◆ Activity
In the following listing, find the lines containing "const" and report them.

Data for analysis START

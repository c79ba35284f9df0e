//! Persistence sink contract
//!
//! The acquisition loop hands each timestamped reading to a [`RecordSink`]
//! and never looks back: append-only, no update or delete. Real sinks live
//! in the connectors crate; [`MemorySink`] ships here for tests and for
//! buffering on targets without storage.

use core::fmt;

use heapless::Vec;

use crate::measurement::Reading;

/// Durable, append-only destination for readings
pub trait RecordSink {
    /// Failure reporting type; the loop logs it and moves on
    type Error: fmt::Display;

    /// Append one reading durably
    fn append(&mut self, reading: &Reading) -> Result<(), Self::Error>;
}

/// Error from [`MemorySink`]
#[derive(Debug, Clone, Copy, PartialEq, Eq)]
pub enum MemorySinkError {
    /// Capacity exhausted
    Full,
    /// Failure injected by a test
    Injected,
}

impl fmt::Display for MemorySinkError {
    fn fmt(&self, f: &mut fmt::Formatter<'_>) -> fmt::Result {
        match self {
            Self::Full => write!(f, "memory sink full"),
            Self::Injected => write!(f, "injected sink failure"),
        }
    }
}

/// Bounded in-memory sink
///
/// Holds up to `N` readings. Doubles as the loop tests' observation point
/// and as a failure-injection site.
#[derive(Debug, Default)]
pub struct MemorySink<const N: usize> {
    records: Vec<Reading, N>,
    fail_next: bool,
}

impl<const N: usize> MemorySink<N> {
    /// Empty sink
    pub fn new() -> Self {
        Self {
            records: Vec::new(),
            fail_next: false,
        }
    }

    /// Make the next append fail with [`MemorySinkError::Injected`]
    pub fn fail_next_append(&mut self) {
        self.fail_next = true;
    }

    /// Readings appended so far, oldest first
    pub fn records(&self) -> &[Reading] {
        &self.records
    }
}

impl<const N: usize> RecordSink for MemorySink<N> {
    type Error = MemorySinkError;

    fn append(&mut self, reading: &Reading) -> Result<(), Self::Error> {
        if self.fail_next {
            self.fail_next = false;
            return Err(MemorySinkError::Injected);
        }
        self.records
            .push(*reading)
            .map_err(|_| MemorySinkError::Full)
    }
}

#[cfg(test)]
mod tests {
    use super::*;

    fn reading(ts: u64) -> Reading {
        Reading {
            timestamp: ts,
            temperature_c: 21.5,
            humidity_pct: 40.0,
            pressure_hpa: 1013.25,
        }
    }

    #[test]
    fn appends_in_order() {
        let mut sink = MemorySink::<4>::new();
        sink.append(&reading(1)).unwrap();
        sink.append(&reading(2)).unwrap();
        assert_eq!(sink.records().len(), 2);
        assert_eq!(sink.records()[0].timestamp, 1);
    }

    #[test]
    fn injected_failure_fires_once() {
        let mut sink = MemorySink::<4>::new();
        sink.fail_next_append();
        assert_eq!(sink.append(&reading(1)), Err(MemorySinkError::Injected));
        assert!(sink.append(&reading(2)).is_ok());
        assert_eq!(sink.records().len(), 1);
    }

    #[test]
    fn reports_full() {
        let mut sink = MemorySink::<1>::new();
        sink.append(&reading(1)).unwrap();
        assert_eq!(sink.append(&reading(2)), Err(MemorySinkError::Full));
    }
}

Data for analysis END

◆ Output of the exercise
pub struct MemorySink<const N: usize> {
impl<const N: usize> MemorySink<N> {
impl<const N: usize> RecordSink for MemorySink<N> {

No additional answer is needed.